The businessman suggested changing the focus of education reform and clearly defining the customer of educational services.
"For whom do you work in general?" Liski addressed educators, "Not for yourselves. Not so that students can be autonomous and teachers can feel good about their profession. This is also important. But you do have a customer. Unfortunately, the customer is an inefficient state. Either we have to tell this state to formulate orders differently, because we feel that we are going the wrong way. Or go to business, which is actually your main customer. The Armed Forces of Ukraine are your customer".
Today, the EFI Group Supervisory Board Chairman emphasised, there is no communication with educational institutions regarding training. Sometimes they have to be imported from abroad.

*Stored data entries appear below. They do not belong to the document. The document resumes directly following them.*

use std::net::SocketAddr;
use std::sync::Arc;

use anyhow::Context;
use axum::extract::{DefaultBodyLimit, Multipart, Path as AxumPath, State};
use axum::http::{StatusCode, header};
use axum::response::{Html, IntoResponse, Response};
use axum::routing::{get, post};
use axum::{Json, Router};
use serde::Serialize;
use tower_http::cors::{Any, CorsLayer};
use tower_http::trace::TraceLayer;

use crate::cli::ServeArgs;
use crate::pipeline::clean_file;
use crate::storage::{StoragePaths, TempUpload};
use crate::transform::Metrics;

const LANDING_PAGE: &str = include_str!("../static/index.html");

#[derive(Clone)]
pub struct AppState {
    paths: Arc<StoragePaths>,
    max_upload_bytes: usize,
}

impl AppState {
    pub fn new(paths: StoragePaths, max_upload_bytes: usize) -> Self {
        Self {
            paths: Arc::new(paths),
            max_upload_bytes,
        }
    }
}

pub async fn run(opts: ServeArgs) -> anyhow::Result<()> {
    let paths = StoragePaths::new(&opts.data_dir);
    paths.ensure_dirs().context("create data directories")?;
    tracing::info!(
        "Uploads in {}, cleaned files in {}",
        paths.upload_dir.display(),
        paths.cleaned_dir.display()
    );

    let state = AppState::new(paths, opts.max_upload_mb.saturating_mul(1024 * 1024));
    let app = router(state);

    let addr: SocketAddr = format!("{}:{}", opts.host, opts.port)
        .parse()
        .context("parse host:port")?;

    tracing::info!("Listening on http://{}", addr);
    let listener = tokio::net::TcpListener::bind(addr).await?;
    axum::serve(listener, app).await?;
    Ok(())
}

pub fn router(state: AppState) -> Router {
    let cors = CorsLayer::new()
        .allow_origin(Any)
        .allow_methods(Any)
        .allow_headers(Any);

    Router::new()
        .route("/", get(landing_page))
        .route("/health", get(health))
        .route("/upload-and-clean", post(upload_and_clean))
        .route("/static_data/:filename", get(serve_cleaned_data))
        .layer(DefaultBodyLimit::max(state.max_upload_bytes))
        .layer(TraceLayer::new_for_http())
        .layer(cors)
        .with_state(state)
}

/// JSON error body: `{"error": ..., "details": ...}`.
#[derive(Debug, Serialize)]
pub struct ApiError {
    #[serde(skip)]
    status: StatusCode,
    error: String,
    #[serde(skip_serializing_if = "Option::is_none")]
    details: Option<String>,
}

impl ApiError {
    fn new(status: StatusCode, error: impl Into<String>) -> Self {
        Self {
            status,
            error: error.into(),
            details: None,
        }
    }

    fn with_details(mut self, details: impl Into<String>) -> Self {
        self.details = Some(details.into());
        self
    }

    fn processing(err: &anyhow::Error) -> Self {
        Self::new(StatusCode::INTERNAL_SERVER_ERROR, "Processing failed")
            .with_details(err.root_cause().to_string())
    }
}

impl IntoResponse for ApiError {
    fn into_response(self) -> Response {
        (self.status, Json(self)).into_response()
    }
}

async fn landing_page() -> Html<&'static str> {
    Html(LANDING_PAGE)
}

#[derive(Debug, Serialize)]
struct HealthResponse {
    status: &'static str,
}

async fn health() -> Json<HealthResponse> {
    Json(HealthResponse { status: "ok" })
}

#[derive(Debug, Serialize)]
struct UploadResponse {
    success: bool,
    cleaned_data_url: String,
    metrics: Metrics,
}

struct Upload {
    filename: String,
    bytes: axum::body::Bytes,
}

/// First `file` part that carries a filename. Plain form fields named
/// `file` do not count as an upload.
async fn read_upload(multipart: &mut Multipart) -> Result<Option<Upload>, ApiError> {
    let invalid = |e: axum::extract::multipart::MultipartError| {
        ApiError::new(StatusCode::BAD_REQUEST, "Invalid upload").with_details(e.body_text())
    };

    while let Some(field) = multipart.next_field().await.map_err(invalid)? {
        if field.name() != Some("file") {
            continue;
        }
        let Some(filename) = field.file_name().map(str::to_string) else {
            continue;
        };
        let bytes = field.bytes().await.map_err(invalid)?;
        return Ok(Some(Upload { filename, bytes }));
    }
    Ok(None)
}

async fn upload_and_clean(
    State(st): State<AppState>,
    mut multipart: Multipart,
) -> Result<Json<UploadResponse>, ApiError> {
    let Some(upload) = read_upload(&mut multipart).await? else {
        return Err(ApiError::new(StatusCode::BAD_REQUEST, "No file part"));
    };
    if upload.filename.is_empty() {
        return Err(ApiError::new(StatusCode::BAD_REQUEST, "No selected file"));
    }

    let files = st.paths.request_files(&upload.filename);
    let raw = TempUpload::new(files.raw_path.clone());

    let result = async {
        tokio::fs::write(raw.path(), &upload.bytes)
            .await
            .with_context(|| format!("save upload {}", raw.path().display()))?;

        let raw_path = raw.path().to_path_buf();
        let cleaned_path = files.cleaned_path.clone();
        tokio::task::spawn_blocking(move || clean_file(&raw_path, &cleaned_path))
            .await
            .context("cleaning task panicked")?
    }
    .await;
    drop(raw);

    match result {
        Ok(metrics) => {
            tracing::info!(
                upload = %upload.filename,
                cleaned = %files.cleaned_name,
                records = metrics.total_records,
                "Upload cleaned"
            );
            Ok(Json(UploadResponse {
                success: true,
                cleaned_data_url: format!("/static_data/{}", files.cleaned_name),
                metrics,
            }))
        }
        Err(e) => {
            tracing::error!(upload = %upload.filename, "Processing failed: {e:#}");
            Err(ApiError::processing(&e))
        }
    }
}

async fn serve_cleaned_data(
    State(st): State<AppState>,
    AxumPath(filename): AxumPath<String>,
) -> Result<Response, ApiError> {
    let not_found = || ApiError::new(StatusCode::NOT_FOUND, "Not found");

    let path = st.paths.resolve_cleaned(&filename).ok_or_else(not_found)?;
    let body = tokio::fs::read(&path).await.map_err(|e| {
        tracing::warn!("read {}: {e}", path.display());
        not_found()
    })?;

    Ok((
        [
            (header::CONTENT_TYPE, "text/csv; charset=utf-8".to_string()),
            (
                header::CONTENT_DISPOSITION,
                format!("inline; filename=\"{filename}\""),
            ),
        ],
        body,
    )
        .into_response())
}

"For example, I employ 6,000 people. I am not the biggest business, but last year I paid UAH 700 million in taxes. I know that most of these taxes were spent on maintaining inefficient universities. I would at least be asked, 'Who are we going to graduate?’
Right now I want to build a glass production plant. Who will give me these specialists? There are none. And Ukraine will never have such a plant unless I bring people from Azerbaijan again," the businessman stressed.
In his opinion, 90 per cent of education workers are indifferent today because of the established system in the country.
"I know that we are doing a lot of things, that we are hitting the wall, and maybe in two more generations we would have built this system. But we do not have this time," said Ihor Liski.
In order to change the approach to education reform, we first need comprehensive communication that would give a clear understanding of what kind of country we are building, what we want it to be like in 10-20 years, what place it will occupy in Europe, in the global economy, what kind of graduates, knowledge, even innovations are needed for this.
"And there are two approaches here. First. If universities are state institutions, then this should be a state policy. I do not believe in this. But at least, as in Soviet times, there would be minimal planning.
The second approach is, conditionally, American. The state orders a little bit of the military, but most of it is ordered by business and society. I said that I decided to build the glass industry at my own expense. I understand that I need the first, second, and third. And it's better not to catch up with the Germans, French, Japanese, Americans, but maybe give me some innovation here. Maybe something else. I would be the customer. The conditional me.
I would like to see us not stagnate and not reform educators for educators. So that we can develop and see where we are going. Although I support all tactical or administrative reforms. I definitely support financial independence [of universities ]. Without this, we cannot even measure the effectiveness of the university. This is the beginning of a different approach to education," the businessman explained.